Quanah was dispatched with two other braves to drive the mules into the mountains while the rest of the party took up defensive positions in a rocky pass. A two-hour shooting fight ensued, with no casualties on either side. Night fell and the soldiers retired to their camp while the Indians, as usual, beat a fast pace toward home. They traveled all night, then all day, then all night, finally stopping and sleeping in a circle around their mules. They were so exhausted that when they awoke they found that many of their precious mules had wandered half a mile from camp. When they returned with the captured herd, another glorious war dance was held in their honor.17

  In 1868, at age twenty, Quanah took part in an extended expedition into Mexico with nine warriors under the command of the Kiowa chief Tohausan, famous from the battle of Adobe Walls in 1864, where his combined forces of Comanches and Kiowas had come remarkably close to defeating a U.S. Army force commanded by the legendary Kit Carson. The Mexican raid was a classic Comanche (and Kiowa) enterprise, one of the ways young, ambitious men traditionally made their names and fortunes. In 1852, Captain Randolph Marcy described the phenomenon that took warriors away for as long as two years:

  Six or nine young men set out upon one of these adventures, and the only outfit they require is a horse, with their war equipments, consisting of bows and arrows, lance and shield, with occasionally a gun. Thus prepared they set out on a journey of 1,000 miles or more, through a perfectly wild and desolate country, dependent for assistance wholly upon such game as they may chance to find. They make their way to the northern provinces of Mexico.18

  But times had changed.

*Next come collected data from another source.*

// =============================================================================
// Unit Tests
// =============================================================================

#[cfg(test)]
mod tests {
    use super::*;
    use crate::error::StoreError;
    use crate::repository::LoadStatus;
    use shopkeep_core::{MemoryAudit, Severity, ValidationError};
    use std::fs;

    fn widget() -> Product {
        Product::new(1, "Widget", Money::from_cents(999), 10)
    }

    fn temp_shop() -> (tempfile::TempDir, Shop, Arc<MemoryAudit>) {
        let dir = tempfile::tempdir().unwrap();
        let paths = ShopPaths::new(dir.path().join("inventory.csv"), dir.path().join("sales.csv"));
        let audit = Arc::new(MemoryAudit::new());
        let shop = Shop::open(&paths, audit.clone()).unwrap();
        (dir, shop, audit)
    }

    fn file_text(shop: &Shop) -> (String, String) {
        (
            fs::read_to_string(shop.inventory().path()).unwrap_or_default(),
            fs::read_to_string(shop.ledger().path()).unwrap_or_default(),
        )
    }

    #[test]
    fn test_open_with_no_files() {
        let (_dir, shop, audit) = temp_shop();

        assert!(shop.inventory().is_empty());
        assert!(shop.ledger().is_empty());
        assert_eq!(audit.kinds(), vec!["inventory_file_missing", "sales_file_missing"]);
    }

    #[test]
    fn test_widget_scenario() {
        let (_dir, mut shop, audit) = temp_shop();
        shop.add_product(widget()).unwrap();

        let sale = shop.process_line(100, SaleLine::new(1, 3)).unwrap();
        assert_eq!(sale.total_price.to_decimal_string(), "29.97");
        assert_eq!(sale.product_name, "Widget");
        assert_eq!(shop.product(1).unwrap().quantity, 7);
        assert_eq!(shop.ledger().len(), 1);

        let before = file_text(&shop);
        audit.clear();

        let err = shop.process_line(100, SaleLine::new(1, 20)).unwrap_err();
        assert!(matches!(
            err,
            StoreError::Core(CoreError::InsufficientStock {
                available: 7,
                requested: 20,
                ..
            })
        ));
        assert_eq!(shop.product(1).unwrap().quantity, 7);
        assert_eq!(shop.ledger().len(), 1);
        assert_eq!(file_text(&shop), before);
        assert_eq!(audit.kinds(), vec!["sale_insufficient_stock"]);
    }

    #[test]
    fn test_unknown_product_changes_nothing() {
        let (_dir, mut shop, audit) = temp_shop();
        shop.add_product(widget()).unwrap();
        let before = file_text(&shop);
        audit.clear();

        let err = shop.process_line(5, SaleLine::new(99, 1)).unwrap_err();
        assert!(matches!(err, StoreError::Core(CoreError::UnknownProduct(99))));
        assert!(err.is_recoverable());

        assert_eq!(file_text(&shop), before);
        assert_eq!(audit.kinds(), vec!["sale_unknown_product"]);
        assert_eq!(audit.count(Severity::Warning), 1);
    }

    #[test]
    fn test_non_positive_quantity_rejected() {
        let (_dir, mut shop, _audit) = temp_shop();
        shop.add_product(widget()).unwrap();

        for qty in [0, -4] {
            let err = shop.process_line(1, SaleLine::new(1, qty)).unwrap_err();
            assert!(matches!(
                err,
                StoreError::Core(CoreError::Validation(ValidationError::MustBePositive { .. }))
            ));
        }
        assert_eq!(shop.product(1).unwrap().quantity, 10);
        assert!(shop.ledger().is_empty());
    }

    #[test]
    fn test_sell_entire_stock() {
        let (_dir, mut shop, _audit) = temp_shop();
        shop.add_product(widget()).unwrap();

        shop.process_line(1, SaleLine::new(1, 10)).unwrap();
        assert_eq!(shop.product(1).unwrap().quantity, 0);

        assert!(shop.process_line(2, SaleLine::new(1, 1)).is_err());
    }

    #[test]
    fn test_total_frozen_after_price_change() {
        let (_dir, mut shop, _audit) = temp_shop();
        shop.add_product(widget()).unwrap();
        shop.process_line(1, SaleLine::new(1, 3)).unwrap();

        shop.add_product(Product::new(1, "Widget v2", Money::from_cents(1999), 7))
            .unwrap();

        let recorded = &shop.ledger().view()[0];
        assert_eq!(recorded.product_name, "Widget");
        assert_eq!(recorded.total_price, Money::from_cents(2997));
    }

    #[test]
    fn test_process_sale_collects_rejections() {
        let (_dir, mut shop, audit) = temp_shop();
        shop.add_product(widget()).unwrap();
        shop.add_product(Product::new(2, "Bolt", Money::from_cents(15), 400))
            .unwrap();
        audit.clear();

        let report = shop
            .process_sale(
                100,
                [
                    SaleLine::new(1, 3),
                    SaleLine::new(42, 1),
                    SaleLine::new(2, 10),
                    SaleLine::new(1, 50),
                ],
            )
            .unwrap();

        assert_eq!(report.sale_id, 100);
        assert_eq!(report.accepted.len(), 2);
        assert_eq!(report.total(), Money::from_cents(2997 + 150));
        assert!(!report.is_complete());
        assert_eq!(
            report.rejected,
            vec![
                LineRejection {
                    line: SaleLine::new(42, 1),
                    error: CoreError::UnknownProduct(42),
                },
                LineRejection {
                    line: SaleLine::new(1, 50),
                    error: CoreError::InsufficientStock {
                        product_id: 1,
                        name: "Widget".to_string(),
                        available: 7,
                        requested: 50,
                    },
                },
            ]
        );

        assert_eq!(shop.ledger().lines_for(100).count(), 2);
        assert_eq!(audit.count(Severity::Warning), 2);
        assert_eq!(
            audit
                .kinds()
                .iter()
                .filter(|kind| **kind == "sale_processed")
                .count(),
            2
        );
    }

    #[test]
    fn test_state_survives_reopen() {
        let (dir, mut shop, _audit) = temp_shop();
        shop.add_product(widget()).unwrap();
        shop.process_sale(7, [SaleLine::new(1, 2), SaleLine::new(1, 1)])
            .unwrap();

        let paths = ShopPaths::new(dir.path().join("inventory.csv"), dir.path().join("sales.csv"));
        let audit = Arc::new(MemoryAudit::new());
        let reopened = Shop::open(&paths, audit.clone()).unwrap();

        assert_eq!(reopened.product(1).unwrap().quantity, 7);
        assert_eq!(reopened.ledger().view(), shop.ledger().view());
        assert_eq!(reopened.ledger().summary().units_sold, 3);
        assert_eq!(audit.kinds(), vec!["inventory_loaded", "sales_loaded"]);

        let mut ledger = SalesLedger::new(&paths.sales, audit);
        assert_eq!(ledger.load().unwrap(), LoadStatus::Loaded { count: 2 });
    }

    #[test]
    fn test_file_error_aborts_sale() {
        let (dir, mut shop, _audit) = temp_shop();
        shop.add_product(widget()).unwrap();

        // Block the sales file rewrite
        fs::create_dir(dir.path().join("sales.csv")).unwrap();

        let result = shop.process_sale(1, [SaleLine::new(1, 2), SaleLine::new(1, 2)]);
        assert!(matches!(result, Err(StoreError::Io { .. })));
        assert!(shop.ledger().is_empty());

        // Units taken for the unrecorded line are back, in memory and on disk
        assert_eq!(shop.product(1).unwrap().quantity, 10);
        assert!(file_text(&shop).0.contains("1,Widget,9.99,10"));
    }

    #[test]
    fn test_failed_record_restores_stock() {
        let (dir, mut shop, audit) = temp_shop();
        shop.add_product(widget()).unwrap();
        fs::create_dir(dir.path().join("sales.csv")).unwrap();
        audit.clear();

        let err = shop.process_line(1, SaleLine::new(1, 3)).unwrap_err();
        assert!(!err.is_recoverable());

        assert_eq!(shop.product(1).unwrap().quantity, 10);
        assert!(shop.ledger().is_empty());
        assert_eq!(
            audit.kinds(),
            vec!["inventory_saved", "quantity_updated", "inventory_saved", "stock_restored"]
        );

        let reopened = ProductStore::open(dir.path().join("inventory.csv"), audit.clone()).unwrap();
        assert_eq!(reopened.get(1), Some(&widget()));
    }

    #[test]
    fn test_oversized_total_is_rejected() {
        let (_dir, mut shop, _audit) = temp_shop();
        let ingot = Product::new(1, "Ingot", "100000000000000".parse().unwrap(), 1000);
        shop.add_product(ingot.clone()).unwrap();
        let before = file_text(&shop);

        let err = shop.process_line(1, SaleLine::new(1, 1000)).unwrap_err();
        assert!(matches!(
            err,
            StoreError::Core(CoreError::Validation(ValidationError::TooLarge { .. }))
        ));
        assert!(err.is_recoverable());

        assert_eq!(shop.product(1), Some(&ingot));
        assert!(shop.ledger().is_empty());
        assert_eq!(file_text(&shop), before);
    }
}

It was now much harder to go blithely adventuring about the American southwest in search of loot and glory. Comanche power was still strong, and still dominant west of the 98th meridian and east of the Rockies and the Grand Cordillera. But it was no longer unchallenged. A line of forts had been thrown up along the San Antonio–El Paso trail whose purpose was both to protect wagon trains but also to disrupt traditional Comanche raiding patterns into Mexico. Fort Stockton, for example, was built near the site of the plentiful icy waters of Comanche Springs, one of the largest springs in Texas and for a hundred years the main way station for raiders traveling to Mexico. In a bone-dry country, the water hole was an important landmark. Now it was useless to Quanah and his fellow braves; they would never drink its clear, chill waters again.